Work required: Please take the lines from the one holding "retry may succeed." through the one holding "Ok(code) if code.is_client_error()" in the data below and copy them exactly.

Exercise input:
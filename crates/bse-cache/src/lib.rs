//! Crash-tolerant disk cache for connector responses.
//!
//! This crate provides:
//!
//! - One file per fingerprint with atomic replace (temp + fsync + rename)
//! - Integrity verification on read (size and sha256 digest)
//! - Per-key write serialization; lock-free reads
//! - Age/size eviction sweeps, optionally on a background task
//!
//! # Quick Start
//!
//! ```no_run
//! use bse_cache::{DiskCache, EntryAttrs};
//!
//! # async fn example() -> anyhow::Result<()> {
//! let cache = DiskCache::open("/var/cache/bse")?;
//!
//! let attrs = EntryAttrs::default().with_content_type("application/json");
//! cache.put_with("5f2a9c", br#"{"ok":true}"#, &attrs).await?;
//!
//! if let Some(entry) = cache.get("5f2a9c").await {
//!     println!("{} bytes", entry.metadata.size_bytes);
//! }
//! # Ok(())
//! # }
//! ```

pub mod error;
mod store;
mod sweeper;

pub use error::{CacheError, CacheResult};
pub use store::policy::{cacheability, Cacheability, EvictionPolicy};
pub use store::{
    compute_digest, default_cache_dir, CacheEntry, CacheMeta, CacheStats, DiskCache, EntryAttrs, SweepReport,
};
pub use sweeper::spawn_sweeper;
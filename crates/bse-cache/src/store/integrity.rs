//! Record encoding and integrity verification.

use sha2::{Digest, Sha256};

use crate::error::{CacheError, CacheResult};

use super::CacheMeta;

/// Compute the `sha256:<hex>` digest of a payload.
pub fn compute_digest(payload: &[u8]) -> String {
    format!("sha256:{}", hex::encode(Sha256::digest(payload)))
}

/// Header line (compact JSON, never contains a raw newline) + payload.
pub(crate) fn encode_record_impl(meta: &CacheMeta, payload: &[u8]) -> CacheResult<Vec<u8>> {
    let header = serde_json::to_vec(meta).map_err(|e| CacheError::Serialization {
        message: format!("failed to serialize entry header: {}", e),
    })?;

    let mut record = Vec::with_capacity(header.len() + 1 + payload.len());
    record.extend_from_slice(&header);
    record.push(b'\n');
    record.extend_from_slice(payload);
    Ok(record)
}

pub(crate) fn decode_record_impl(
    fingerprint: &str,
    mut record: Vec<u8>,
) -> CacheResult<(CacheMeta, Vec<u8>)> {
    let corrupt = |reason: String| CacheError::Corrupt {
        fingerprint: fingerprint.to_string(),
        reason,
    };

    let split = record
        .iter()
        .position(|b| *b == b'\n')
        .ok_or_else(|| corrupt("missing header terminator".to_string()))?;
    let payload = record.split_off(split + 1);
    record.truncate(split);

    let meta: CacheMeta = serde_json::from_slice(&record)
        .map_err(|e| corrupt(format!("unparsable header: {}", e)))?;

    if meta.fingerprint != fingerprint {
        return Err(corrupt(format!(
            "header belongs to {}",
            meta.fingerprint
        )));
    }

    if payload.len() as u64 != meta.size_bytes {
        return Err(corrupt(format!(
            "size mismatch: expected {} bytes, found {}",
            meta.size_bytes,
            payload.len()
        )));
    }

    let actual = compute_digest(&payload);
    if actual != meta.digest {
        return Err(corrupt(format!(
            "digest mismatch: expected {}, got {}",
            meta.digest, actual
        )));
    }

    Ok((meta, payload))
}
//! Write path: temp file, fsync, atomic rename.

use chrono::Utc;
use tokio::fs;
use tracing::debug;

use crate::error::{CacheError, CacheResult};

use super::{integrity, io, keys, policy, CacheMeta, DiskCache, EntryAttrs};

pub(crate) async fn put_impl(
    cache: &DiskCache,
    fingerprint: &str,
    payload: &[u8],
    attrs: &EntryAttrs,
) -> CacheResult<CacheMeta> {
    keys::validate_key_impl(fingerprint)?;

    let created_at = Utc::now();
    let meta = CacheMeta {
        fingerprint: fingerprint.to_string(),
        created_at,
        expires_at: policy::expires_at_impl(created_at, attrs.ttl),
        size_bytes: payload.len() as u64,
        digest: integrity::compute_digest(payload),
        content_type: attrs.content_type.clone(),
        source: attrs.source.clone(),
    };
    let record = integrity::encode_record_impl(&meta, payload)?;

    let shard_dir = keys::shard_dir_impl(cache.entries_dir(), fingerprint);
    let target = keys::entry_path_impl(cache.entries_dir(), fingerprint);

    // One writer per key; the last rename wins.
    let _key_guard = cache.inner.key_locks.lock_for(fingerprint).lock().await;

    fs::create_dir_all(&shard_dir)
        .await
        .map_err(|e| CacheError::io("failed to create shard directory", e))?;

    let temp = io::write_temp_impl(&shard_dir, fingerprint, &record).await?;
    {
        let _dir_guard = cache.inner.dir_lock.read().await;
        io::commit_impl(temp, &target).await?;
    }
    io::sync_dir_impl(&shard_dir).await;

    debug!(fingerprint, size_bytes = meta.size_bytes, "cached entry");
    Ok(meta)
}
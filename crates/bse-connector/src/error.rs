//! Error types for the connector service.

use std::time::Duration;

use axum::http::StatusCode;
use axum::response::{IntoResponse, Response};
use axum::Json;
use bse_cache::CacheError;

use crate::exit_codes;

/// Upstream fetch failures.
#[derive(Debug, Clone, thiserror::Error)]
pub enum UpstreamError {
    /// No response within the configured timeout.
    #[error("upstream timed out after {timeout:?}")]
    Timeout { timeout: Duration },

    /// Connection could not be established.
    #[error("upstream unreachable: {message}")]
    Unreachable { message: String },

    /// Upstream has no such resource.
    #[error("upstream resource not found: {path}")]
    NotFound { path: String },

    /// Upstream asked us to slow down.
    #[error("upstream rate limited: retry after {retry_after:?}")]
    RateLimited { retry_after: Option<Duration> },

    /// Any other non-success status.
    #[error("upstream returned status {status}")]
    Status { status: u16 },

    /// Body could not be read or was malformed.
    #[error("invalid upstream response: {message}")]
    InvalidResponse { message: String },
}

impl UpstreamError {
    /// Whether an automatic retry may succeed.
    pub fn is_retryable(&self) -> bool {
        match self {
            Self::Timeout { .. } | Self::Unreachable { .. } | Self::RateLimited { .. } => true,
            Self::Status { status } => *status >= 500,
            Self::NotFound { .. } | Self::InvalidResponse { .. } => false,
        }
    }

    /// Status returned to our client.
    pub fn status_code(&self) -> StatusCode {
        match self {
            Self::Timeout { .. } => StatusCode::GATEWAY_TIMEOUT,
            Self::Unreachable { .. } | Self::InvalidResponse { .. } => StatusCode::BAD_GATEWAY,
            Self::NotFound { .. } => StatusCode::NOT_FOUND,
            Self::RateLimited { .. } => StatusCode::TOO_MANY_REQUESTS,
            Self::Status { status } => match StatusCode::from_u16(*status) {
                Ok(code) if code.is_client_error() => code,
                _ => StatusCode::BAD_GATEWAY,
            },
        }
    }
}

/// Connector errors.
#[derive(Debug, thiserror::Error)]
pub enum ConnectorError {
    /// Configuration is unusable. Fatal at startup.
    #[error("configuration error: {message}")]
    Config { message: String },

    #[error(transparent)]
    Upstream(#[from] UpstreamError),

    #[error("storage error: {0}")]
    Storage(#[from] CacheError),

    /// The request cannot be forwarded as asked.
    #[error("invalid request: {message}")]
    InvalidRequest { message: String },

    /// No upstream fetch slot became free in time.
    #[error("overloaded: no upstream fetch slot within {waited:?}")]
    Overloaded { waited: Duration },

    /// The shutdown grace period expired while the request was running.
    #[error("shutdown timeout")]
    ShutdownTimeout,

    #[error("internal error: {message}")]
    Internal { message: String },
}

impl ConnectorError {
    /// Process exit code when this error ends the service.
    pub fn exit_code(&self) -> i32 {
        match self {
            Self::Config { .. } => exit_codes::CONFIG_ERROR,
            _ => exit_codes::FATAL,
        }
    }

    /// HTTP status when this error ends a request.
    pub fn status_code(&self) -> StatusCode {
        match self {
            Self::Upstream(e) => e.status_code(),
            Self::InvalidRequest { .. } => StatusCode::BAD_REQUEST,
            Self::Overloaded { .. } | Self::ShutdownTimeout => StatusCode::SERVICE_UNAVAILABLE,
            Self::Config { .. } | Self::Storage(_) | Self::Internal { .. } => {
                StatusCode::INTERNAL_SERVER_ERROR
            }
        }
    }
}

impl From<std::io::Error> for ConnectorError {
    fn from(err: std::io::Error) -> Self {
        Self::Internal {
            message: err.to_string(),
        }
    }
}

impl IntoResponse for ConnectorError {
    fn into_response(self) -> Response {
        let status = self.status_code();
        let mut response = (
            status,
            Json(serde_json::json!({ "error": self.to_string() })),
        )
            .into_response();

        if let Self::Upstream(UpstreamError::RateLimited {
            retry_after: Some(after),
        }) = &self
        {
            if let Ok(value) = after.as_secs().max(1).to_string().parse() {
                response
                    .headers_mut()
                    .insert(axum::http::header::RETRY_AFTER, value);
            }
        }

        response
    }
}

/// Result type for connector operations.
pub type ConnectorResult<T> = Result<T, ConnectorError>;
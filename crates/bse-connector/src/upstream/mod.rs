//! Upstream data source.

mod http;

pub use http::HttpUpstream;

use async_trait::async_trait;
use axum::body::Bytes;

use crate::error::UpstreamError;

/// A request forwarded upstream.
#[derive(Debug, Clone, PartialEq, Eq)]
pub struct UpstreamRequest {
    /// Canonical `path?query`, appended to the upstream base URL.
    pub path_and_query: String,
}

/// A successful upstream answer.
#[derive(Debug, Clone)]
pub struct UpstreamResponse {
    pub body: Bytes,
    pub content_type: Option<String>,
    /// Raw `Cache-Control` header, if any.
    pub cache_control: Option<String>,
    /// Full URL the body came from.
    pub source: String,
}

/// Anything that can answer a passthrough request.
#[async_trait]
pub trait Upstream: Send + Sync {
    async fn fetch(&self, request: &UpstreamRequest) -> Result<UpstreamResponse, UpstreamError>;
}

Written reply:
    /// Whether an automatic retry may succeed.
    pub fn is_retryable(&self) -> bool {
        match self {
            Self::Timeout { .. } | Self::Unreachable { .. } | Self::RateLimited { .. } => true,
            Self::Status { status } => *status >= 500,
            Self::NotFound { .. } | Self::InvalidResponse { .. } => false,
        }
    }

    /// Status returned to our client.
    pub fn status_code(&self) -> StatusCode {
        match self {
            Self::Timeout { .. } => StatusCode::GATEWAY_TIMEOUT,
            Self::Unreachable { .. } | Self::InvalidResponse { .. } => StatusCode::BAD_GATEWAY,
            Self::NotFound { .. } => StatusCode::NOT_FOUND,
            Self::RateLimited { .. } => StatusCode::TOO_MANY_REQUESTS,
            Self::Status { status } => match StatusCode::from_u16(*status) {
                Ok(code) if code.is_client_error() => code,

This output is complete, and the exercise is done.